I would like to group list by constructors, like this

-- [[Foo 1, Foo 8],  [Bar 'c', Bar 'd'], [Baz "palla"]]
-- to feed to something like printGroup :: [MyData] -> IO ()

The naive implementation is:

groupByConstructor :: [MyData] -> [[MyData]]
groupByConstructor ds = L.groupBy isSameConst (L.sort ds)
    where
          isSameConst :: MyData -> MyData -> Bool
          isSameConst (Foo _) (Foo _) = True
          isSameConst (Bar _) (Bar _) = True
          isSameConst (Baz _) (Baz _) = True
          isSameConst _ _ = False

main :: IO ()
main = print $ groupByConstructor list
    -- [[Foo 1,Foo 8],[Bar 'c',Bar 'd'],[Baz "palla"]]

which works. But has a big problem in my case: if I add constructors to MyData -Wall won’t warning about incomplete pattern matches in isSameConst, which I would really like.

Is there a better way to solve this problem?

1 Like

As a first step, you can rewrite groupByConstructor like this:

import Data.Function (on)

groupByConstructor :: [MyData] -> [[MyData]]
groupByConstructor ds = L.groupBy ((==) `on` constTag) (L.sort ds)
    where
          constTag :: MyData -> Int
          constTag (Foo _) = 0
          constTag (Bar _) = 1
          constTag (Baz _) = 2

where GHC will now warn you when you add new constructors and forget to add a case here.
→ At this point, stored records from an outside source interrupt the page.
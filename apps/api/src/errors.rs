use axum::{
    http::StatusCode,
    response::{IntoResponse, Response},
    Json,
};
use serde_json::json;
use thiserror::Error;

use crate::store::StoreError;

/// Application-level error type.
/// Implements `IntoResponse` so Axum handlers can return `Result<T, AppError>`.
#[derive(Debug, Error)]
pub enum AppError {
    #[error("Validation error: {0}")]
    Validation(String),

    #[error("Unauthorized")]
    Unauthorized,

    #[error("Store error: {0}")]
    Store(StoreError),

    #[error("Internal server error: {0}")]
    Internal(#[from] anyhow::Error),
}

impl From<StoreError> for AppError {
    fn from(e: StoreError) -> Self {
        match e {
            StoreError::Invalid(v) => AppError::Validation(v.to_string()),
            other => AppError::Store(other),
        }
    }
}

impl IntoResponse for AppError {
    fn into_response(self) -> Response {
        let (status, code, message) = match &self {
            AppError::Validation(msg) => (StatusCode::BAD_REQUEST, "VALIDATION_ERROR", msg.clone()),
            AppError::Unauthorized => (
                StatusCode::UNAUTHORIZED,
                "UNAUTHORIZED",
                "Authentication required".to_string(),
            ),
            AppError::Store(e) => {
                tracing::error!("Store error: {e}");
                (
                    StatusCode::BAD_GATEWAY,
                    "BACKEND_ERROR",
                    "The event backend could not complete the request".to_string(),
                )
            }
            AppError::Internal(e) => {
                tracing::error!("Internal error: {e:?}");
                (
                    StatusCode::INTERNAL_SERVER_ERROR,
                    "INTERNAL_ERROR",
                    "An internal server error occurred".to_string(),
                )
            }
        };

        let body = Json(json!({
            "error": {
                "code": code,
                "message": message
            }
        }));

        (status, body).into_response()
    }
}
The only remaining caveat is that you could accidentally use the same number twice on the right-hand side.


If you don’t want any boilerplate, you can use Generics, e.g. this is how a minimal approach would look like:

{-# LANGUAGE GHC2021 #-}
{-# LANGUAGE DerivingStrategies #-}
{-# LANGUAGE GeneralizedNewtypeDeriving #-}
{-# LANGUAGE StandaloneDeriving #-}

import Data.Function (on)
import Data.List qualified as L
import GHC.Generics (Generic)
import GHC.Generics qualified as G

groupByConstructor :: (Ord a, ConstructorTag a) => [a] -> [[a]]
groupByConstructor = L.groupBy ((==) `on` constructorTag) . L.sort

type ConstructorTag a = (Generic a, GConstructorTag (G.Rep a))
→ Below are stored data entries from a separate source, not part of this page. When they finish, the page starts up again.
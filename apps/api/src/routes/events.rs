use axum::{
    extract::{rejection::QueryRejection, Query, State},
    http::StatusCode,
    Json,
};
use serde::{Deserialize, Serialize};

use crate::errors::AppError;
use crate::models::event::{Event, NewEvent};
use crate::models::tier::{Tier, TIER_LADDER};
use crate::presentation::{EventListView, ListingSession, TierInfo};
use crate::routes::auth::{AdminAuth, CurrentUser};
use crate::state::AppState;
use crate::store::DEFAULT_SAMPLE_LIMIT;

#[derive(Serialize)]
#[serde(rename_all = "camelCase")]
pub struct EventsResponse {
    pub signed_in: bool,
    #[serde(flatten)]
    pub view: EventListView,
}

#[derive(Deserialize)]
pub struct ListQuery {
    /// View the list as a lower tier would. Capped at the caller's own tier.
    pub tier: Option<String>,
}

/// GET /events
/// The event list for the caller's tier. Backend failures still answer 200
/// with `status: "error"` so clients can render the error state.
pub async fn list_events_handler(
    State(state): State<AppState>,
    CurrentUser(principal): CurrentUser,
    Query(params): Query<ListQuery>,
) -> Result<Json<EventsResponse>, AppError> {
    let mut session = ListingSession::new(principal.tier);
    if let Some(requested) = params.tier.as_deref() {
        session.select_tier(Tier::from_claim(Some(requested)).min(principal.tier));
    }
    session.begin().map_err(anyhow::Error::from)?;

    let tier = session.tier();
    let result = state.store.list_for_tier(tier).await;
    if let Err(e) = &result {
        tracing::error!("Failed to list events for tier {tier}: {e}");
    }
    session.complete(result).map_err(anyhow::Error::from)?;
    tracing::debug!("Event list for tier {tier} finished as {:?}", session.status());

    Ok(Json(EventsResponse {
        signed_in: principal.is_signed_in(),
        view: session.view(),
    }))
}

#[derive(Deserialize)]
pub struct SampleQuery {
    pub limit: Option<usize>,
}

/// GET /events/sample
pub async fn sample_events_handler(
    State(state): State<AppState>,
    CurrentUser(principal): CurrentUser,
    params: Result<Query<SampleQuery>, QueryRejection>,
) -> Result<Json<Vec<Event>>, AppError> {
    let Query(params) = params.map_err(|e| AppError::Validation(e.body_text()))?;
    let limit = params.limit.unwrap_or(DEFAULT_SAMPLE_LIMIT);
    let events = state.store.sample_for_tier(principal.tier, limit).await?;
    Ok(Json(events))
}

/// POST /events
pub async fn create_event_handler(
    _admin: AdminAuth,
    State(state): State<AppState>,
    Json(event): Json<NewEvent>,
) -> Result<(StatusCode, Json<Event>), AppError> {
    let created = state.store.create_event(event).await?;
    Ok((StatusCode::CREATED, Json(created)))
}

#[derive(Serialize)]
pub struct TiersResponse {
    pub tier: Tier,
    pub tiers: Vec<TierInfo>,
}

/// GET /tiers
pub async fn tiers_handler(CurrentUser(principal): CurrentUser) -> Json<TiersResponse> {
    let tiers = TIER_LADDER
        .iter()
        .map(|t| TierInfo {
            tier: *t,
            label: t.label(),
            accessible: principal.tier.can_view(*t),
        })
        .collect();
    Json(TiersResponse {
        tier: principal.tier,
        tiers,
    })
}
constructorTag :: (ConstructorTag a) => a -> Int
constructorTag = gconstructorTag . G.from

class GConstructorTag a where
  gconstructorTag :: a x -> Int

deriving newtype instance (GConstructorTag f) => GConstructorTag (G.D1 c f)
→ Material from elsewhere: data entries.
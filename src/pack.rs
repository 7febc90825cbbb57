//! Contains the packed one bit per pixel representation of a halftoned image.

use crate::{types::pixel_count, HalftoneError, BLACK, THRESHOLD, WHITE};
use bitvec::{order::Msb0, slice::BitSlice, vec::BitVec};

/// A bilevel image stored as one bit per pixel.
///
/// A set bit is a white pixel (a sample at or above [`THRESHOLD`]) and a cleared bit is black.
/// Bits are stored most significant first within each byte,
/// and each row is padded with cleared bits up to a whole number of bytes.
/// This is the layout expected by most 1-bit display controllers;
/// for PBM (`P4`) output, invert the bytes since PBM uses set bits for black.
///
/// # Examples
/// ```
/// # use halftone::{PackedImage, HalftoneError};
/// # fn main() -> Result<(), HalftoneError> {
/// let pixels = [255, 0, 0, 255, 255, 255, 0, 0, 255, 0];
/// let packed = PackedImage::from_gray(&pixels, 10, 1)?;
/// assert_eq!(packed.row_bytes(), 2);
/// assert_eq!(packed.as_raw_slice(), [0b1001_1100, 0b1000_0000]);
/// # Ok(())
/// # }
/// ```
#[derive(Debug, Clone, PartialEq, Eq)]
pub struct PackedImage {
    /// The packed rows, including padding.
    bits: BitVec<u8, Msb0>,
    /// The number of pixels in each row.
    width: u32,
    /// The number of rows.
    height: u32,
}

impl PackedImage {
    /// Packs the first `width * height` samples of `pixels`.
    ///
    /// # Errors
    /// Returns an error if `width` is zero, if `width * height` overflows,
    /// or if `pixels` is shorter than `width * height`.
    pub fn from_gray(pixels: &[u8], width: u32, height: u32) -> Result<Self, HalftoneError> {
        let len = pixel_count(width, height, pixels.len())?;
        Ok(Self::from_validated(&pixels[..len], width, height))
    }

    /// Packs `pixels`, which must hold exactly `width * height` samples.
    pub(crate) fn from_validated(pixels: &[u8], width: u32, height: u32) -> Self {
        let row_bits = width.div_ceil(8) as usize * 8;
        let mut bits = BitVec::with_capacity(row_bits * height as usize);

        for row in pixels.chunks_exact(width as usize) {
            bits.extend(row.iter().map(|&p| p >= THRESHOLD));
            bits.resize(bits.len().next_multiple_of(row_bits), false);
        }

        Self { bits, width, height }
    }

    /// Returns the width of the image.
    #[must_use]
    pub const fn width(&self) -> u32 {
        self.width
    }

    /// Returns the height of the image.
    #[must_use]
    pub const fn height(&self) -> u32 {
        self.height
    }

    /// Returns the number of bytes in each packed row.
    #[must_use]
    pub const fn row_bytes(&self) -> usize {
        self.width.div_ceil(8) as usize
    }

    /// Returns the packed bytes, row after row.
    #[must_use]
    pub fn as_raw_slice(&self) -> &[u8] {
        self.bits.as_raw_slice()
    }

    /// Returns the pixels of row `y`, excluding padding.
    #[must_use]
    pub fn row(&self, y: u32) -> Option<&BitSlice<u8, Msb0>> {
        if y < self.height {
            let start = y as usize * self.row_bytes() * 8;
            Some(&self.bits[start..(start + self.width as usize)])
        } else {
            None
        }
    }

    /// Returns whether the pixel at `(x, y)` is white.
    #[must_use]
    pub fn get(&self, x: u32, y: u32) -> Option<bool> {
        if x < self.width {
            self.row(y).map(|row| row[x as usize])
        } else {
            None
        }
    }

    /// Returns the number of white pixels.
    #[must_use]
    pub fn count_white(&self) -> usize {
        // padding bits are always cleared
        self.bits.count_ones()
    }

    /// Unpacks the image back to one byte per pixel holding [`BLACK`] or [`WHITE`].
    #[must_use]
    pub fn unpack(&self) -> Vec<u8> {
        let mut pixels = Vec::with_capacity(self.width as usize * self.height as usize);
        for y in 0..self.height {
            if let Some(row) = self.row(y) {
                pixels.extend(row.iter().by_vals().map(|white| if white { WHITE } else { BLACK }));
            }
        }
        pixels
    }
}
instance GConstructorTag (G.C1 c f) where
  gconstructorTag _ = 0

instance (GConstructorTag cs) => GConstructorTag (G.C1 c f G.:+: cs) where
  gconstructorTag (G.L1 _) = 0
  gconstructorTag (G.R1 cs) = 1 + gconstructorTag cs

Then, if you add Generic to the deriving clause of MyData, you can use this generic groupByConstructor as a drop-in replacement for your manual groupByConstructor, which will always stay up-to-date when you add new constructors to MyData.

4 Likes